After Tingatinga's death, his six direct followers: Ajaba Abdallah Mtalia, Adeusi Mandu, January Linda, Casper Tedo, Simon Mpata, and Omari Amonde tried to organise themselves. Relatives of Tingatinga also joined this group, which would later be called the "Tingatinga (or Tinga Tinga) Partnership". Not all of Tingatinga's followers agreed to be in the partnership; some created a new group at Slipway. In 1990, the Tingatinga Partnership constituted itself into a society, renamed to Tingatinga Arts Cooperative Society (TACS).

The Tingatinga Arts Cooperative Society launched its own website in May 2018, www.TingaTingaArt.com.

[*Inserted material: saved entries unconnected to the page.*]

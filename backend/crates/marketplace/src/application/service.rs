//! Marketplace Service
//!
//! Single entry point for callers. Each method builds the use case it
//! needs, runs it, and hands back an `AppResult`: failures are logged
//! once here and converted to a user-facing message.

use std::sync::Arc;

use kernel::error::app_error::AppResult;
use rust_decimal::Decimal;

use crate::application::{
    authenticate::AuthenticateUseCase,
    balance::BalanceUseCase,
    catalog::{CatalogQuery, CatalogUseCase, Page},
    change_password::{ChangePasswordInput, ChangePasswordUseCase},
    config::MarketplaceConfig,
    course_admin::{CourseAdminUseCase, NewCourseInput},
    enrollment::EnrollmentUseCase,
    purchase::PurchaseCourseUseCase,
    register::{RegisterInput, RegisterUseCase},
    user_admin::UserAdminUseCase,
};
use crate::domain::entity::{
    course::Course, enrolled_user::EnrolledUser, session::Session, user::User,
};
use crate::domain::repository::{CourseRepository, UserRepository};
use crate::domain::value_object::{CourseId, money::Money};
use crate::error::MarketError;

/// Account, catalog and enrollment operations over one store
pub struct MarketplaceService<S>
where
    S: UserRepository + CourseRepository,
{
    store: Arc<S>,
    config: Arc<MarketplaceConfig>,
}

impl<S> Clone for MarketplaceService<S>
where
    S: UserRepository + CourseRepository,
{
    fn clone(&self) -> Self {
        Self {
            store: Arc::clone(&self.store),
            config: Arc::clone(&self.config),
        }
    }
}

impl<S> MarketplaceService<S>
where
    S: UserRepository + CourseRepository,
{
    pub fn new(store: S, config: MarketplaceConfig) -> Self {
        Self {
            store: Arc::new(store),
            config: Arc::new(config),
        }
    }

    pub fn config(&self) -> &MarketplaceConfig {
        &self.config
    }

    pub fn store(&self) -> &S {
        &self.store
    }

    // ------------------------------------------------------------------
    // Accounts
    // ------------------------------------------------------------------

    pub async fn register(&self, input: RegisterInput) -> AppResult<User> {
        RegisterUseCase::new(self.store.clone(), self.config.clone())
            .execute(input)
            .await
            .map_err(MarketError::into_app_error)
    }

    /// Create the administrator account if its email is not registered yet
    pub async fn seed_admin(
        &self,
        user_name: String,
        email: String,
        password: String,
    ) -> AppResult<Option<User>> {
        RegisterUseCase::new(self.store.clone(), self.config.clone())
            .seed_admin(user_name, email, password)
            .await
            .map_err(MarketError::into_app_error)
    }

    pub async fn authenticate(&self, email: &str, password: String) -> AppResult<Session> {
        AuthenticateUseCase::new(self.store.clone(), self.config.clone())
            .execute(email, password)
            .await
            .map_err(MarketError::into_app_error)
    }

    pub fn logout(&self, session: Session) -> Session {
        AuthenticateUseCase::new(self.store.clone(), self.config.clone()).logout(session)
    }

    pub async fn change_password(&self, input: ChangePasswordInput) -> AppResult<()> {
        ChangePasswordUseCase::new(self.store.clone(), self.config.clone())
            .execute(input)
            .await
            .map_err(MarketError::into_app_error)
    }

    pub async fn reset_password(
        &self,
        session: &Session,
        email: &str,
        new_password: String,
    ) -> AppResult<()> {
        ChangePasswordUseCase::new(self.store.clone(), self.config.clone())
            .reset(session, email, new_password)
            .await
            .map_err(MarketError::into_app_error)
    }

    /// Reload the signed-in user with their courses
    pub async fn current_user(&self, session: &Session) -> AppResult<EnrolledUser> {
        UserAdminUseCase::new(self.store.clone())
            .current_user(session)
            .await
            .map_err(MarketError::into_app_error)
    }

    pub async fn email_exists(&self, email: &str) -> AppResult<bool> {
        UserAdminUseCase::new(self.store.clone())
            .email_exists(email)
            .await
            .map_err(MarketError::into_app_error)
    }

    pub async fn user_exists(&self, user_name: &str) -> AppResult<bool> {
        UserAdminUseCase::new(self.store.clone())
            .user_exists(user_name)
            .await
            .map_err(MarketError::into_app_error)
    }

    pub async fn list_users(&self, session: &Session) -> AppResult<Vec<User>> {
        UserAdminUseCase::new(self.store.clone())
            .list_users(session)
            .await
            .map_err(MarketError::into_app_error)
    }

    pub async fn delete_user(&self, session: &Session, email: &str) -> AppResult<()> {
        UserAdminUseCase::new(self.store.clone())
            .delete_user(session, email)
            .await
            .map_err(MarketError::into_app_error)
    }

    // ------------------------------------------------------------------
    // Balance
    // ------------------------------------------------------------------

    /// Add funds to the signed-in user's balance
    pub async fn adjust_balance(&self, session: &Session, amount: Decimal) -> AppResult<User> {
        BalanceUseCase::new(self.store.clone())
            .top_up(session, amount)
            .await
            .map_err(MarketError::into_app_error)
    }

    pub async fn set_balance(
        &self,
        session: &Session,
        email: &str,
        amount: Decimal,
    ) -> AppResult<User> {
        BalanceUseCase::new(self.store.clone())
            .set_balance(session, email, amount)
            .await
            .map_err(MarketError::into_app_error)
    }

    pub async fn balance_of(&self, session: &Session, email: &str) -> AppResult<Money> {
        BalanceUseCase::new(self.store.clone())
            .balance_of(session, email)
            .await
            .map_err(MarketError::into_app_error)
    }

    // ------------------------------------------------------------------
    // Enrollment
    // ------------------------------------------------------------------

    pub async fn purchase_course(
        &self,
        session: &Session,
        course_id: &CourseId,
    ) -> AppResult<EnrolledUser> {
        PurchaseCourseUseCase::new(self.store.clone(), self.store.clone())
            .execute(session, course_id)
            .await
            .map_err(MarketError::into_app_error)
    }

    pub async fn assign_course(
        &self,
        session: &Session,
        email: &str,
        course_name: &str,
    ) -> AppResult<bool> {
        EnrollmentUseCase::new(self.store.clone(), self.store.clone())
            .assign(session, email, course_name)
            .await
            .map_err(MarketError::into_app_error)
    }

    pub async fn remove_course(
        &self,
        session: &Session,
        email: &str,
        course_name: &str,
    ) -> AppResult<bool> {
        EnrollmentUseCase::new(self.store.clone(), self.store.clone())
            .remove(session, email, course_name)
            .await
            .map_err(MarketError::into_app_error)
    }

    pub async fn courses_of(&self, session: &Session, email: &str) -> AppResult<Vec<Course>> {
        EnrollmentUseCase::new(self.store.clone(), self.store.clone())
            .courses_of(session, email)
            .await
            .map_err(MarketError::into_app_error)
    }

    // ------------------------------------------------------------------
    // Catalog
    // ------------------------------------------------------------------

    pub async fn add_course(&self, session: &Session, input: NewCourseInput) -> AppResult<Course> {
        CourseAdminUseCase::new(self.store.clone(), self.config.clone())
            .add_course(session, input)
            .await
            .map_err(MarketError::into_app_error)
    }

    pub async fn delete_course(&self, session: &Session, name: &str) -> AppResult<()> {
        CourseAdminUseCase::new(self.store.clone(), self.config.clone())
            .delete_course(session, name)
            .await
            .map_err(MarketError::into_app_error)
    }

    pub async fn list_courses(&self) -> AppResult<Vec<Course>> {
        CatalogUseCase::new(self.store.clone(), self.config.clone())
            .list()
            .await
            .map_err(MarketError::into_app_error)
    }

    /// Random selection for the dashboard highlights
    pub async fn featured_courses(&self, count: usize) -> AppResult<Vec<Course>> {
        CatalogUseCase::new(self.store.clone(), self.config.clone())
            .featured(count)
            .await
            .map_err(MarketError::into_app_error)
    }

    pub async fn search_courses(&self, query: &CatalogQuery) -> AppResult<Page<Course>> {
        CatalogUseCase::new(self.store.clone(), self.config.clone())
            .search(query)
            .await
            .map_err(MarketError::into_app_error)
    }
}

==Tingatinga and George Lilanga==

Although the internationally acclaimed Tanzanian artist George Lilanga was not a student of the Tingatinga school nor a member of the Tingatinga Society, he's known to have frequented Tingatinga artists, and some influence of Tingatinga is evident in his work, for what concerns painting (an art form that Lilanga approached in 1974). This influence has been recognised by Lilanga himself in an interview with Kenji Shiraishi, specifically in reference to the use of enamel paint and square hardboards. Besides using materials and techniques originally adopted by Tingatinga painters, Lilanga's art resembles Tingatinga also in its use of vibrant colours and its composition style, which shares the same horror vacui of Tingatinga art. It has been suggested that Lilanga (who was originally a sculptor) actually learnt to paint from Tingatinga painters such as Noel Kapanda and later Mchimbi Halfani, who collaborated with him. The collaboration between Lilanga and Kapanda lasted several years.